Would you retype exactly the lines from the one containing "let code = commands::transfer::read_flash(args, &mut" through the last line of the records below, and nothing else?

*** Data provided Section Begins ***

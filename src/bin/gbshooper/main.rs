use std::process;

use clap::Parser;
use gbshooper::operation::Memory;

mod cli;
mod commands;
mod context;
mod exit_codes;
mod logging;
mod output;

fn main() {
    logging::init_tracing();

    let cli = cli::Cli::parse();

    let exit_code = match cli.command {
        cli::Command::Status(args) => {
            let mut out = output::make(&args.out);
            let code = commands::query::status(args, &mut *out);
            out.finish();
            code
        }
        cli::Command::Id(args) => {
            let mut out = output::make(&args.out);
            let code = commands::query::chip_id(args, &mut *out);
            out.finish();
            code
        }
        cli::Command::Header(args) => {
            let mut out = output::make(&args.out);
            let code = commands::query::header(args, &mut *out);
            out.finish();
            code
        }
        cli::Command::EraseFlash(args) => {
            let mut out = output::make(&args.out);
            let code = commands::erase::flash(args, &mut *out);
            out.finish();
            code
        }
        cli::Command::EraseRam(args) => {
            let mut out = output::make(&args.out);
            let code = commands::erase::ram(args, &mut *out);
            out.finish();
            code
        }
        cli::Command::ReadFlash(args) => {
            let mut out = output::make(&args.out);
            let code = commands::transfer::read_flash(args, &mut *out);
            out.finish();
            code
        }
        cli::Command::WriteFlash(args) => {
            let mut out = output::make(&args.out);
            let code = commands::transfer::write(Memory::Flash, args, &mut *out);
            out.finish();
            code
        }
        cli::Command::ReadRam(args) => {
            let mut out = output::make(&args.out);
            let code = commands::transfer::read_ram(args, &mut *out);
            out.finish();
            code
        }
        cli::Command::WriteRam(args) => {
            let mut out = output::make(&args.out);
            let code = commands::transfer::write(Memory::Ram, args, &mut *out);
            out.finish();
            code
        }
        cli::Command::List(args) => {
            let mut out = output::make_for_list(&args);
            let code = commands::list::run(args, &mut *out);
            out.finish();
            code
        }
    };

    process::exit(exit_code);
}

*** Data provided Section Ends ***

__Exercise answer__
            let code = commands::transfer::read_flash(args, &mut *out);
            out.finish();
            code
        }
        cli::Command::WriteFlash(args) => {
            let mut out = output::make(&args.out);
            let code = commands::transfer::write(Memory::Flash, args, &mut *out);
            out.finish();
            code
        }
        cli::Command::ReadRam(args) => {
            let mut out = output::make(&args.out);
            let code = commands::transfer::read_ram(args, &mut *out);
            out.finish();
            code
        }
        cli::Command::WriteRam(args) => {
            let mut out = output::make(&args.out);
            let code = commands::transfer::write(Memory::Ram, args, &mut *out);
            out.finish();
            code
        }
        cli::Command::List(args) => {
            let mut out = output::make_for_list(&args);
            let code = commands::list::run(args, &mut *out);
            out.finish();
            code
        }
    };

    process::exit(exit_code);
}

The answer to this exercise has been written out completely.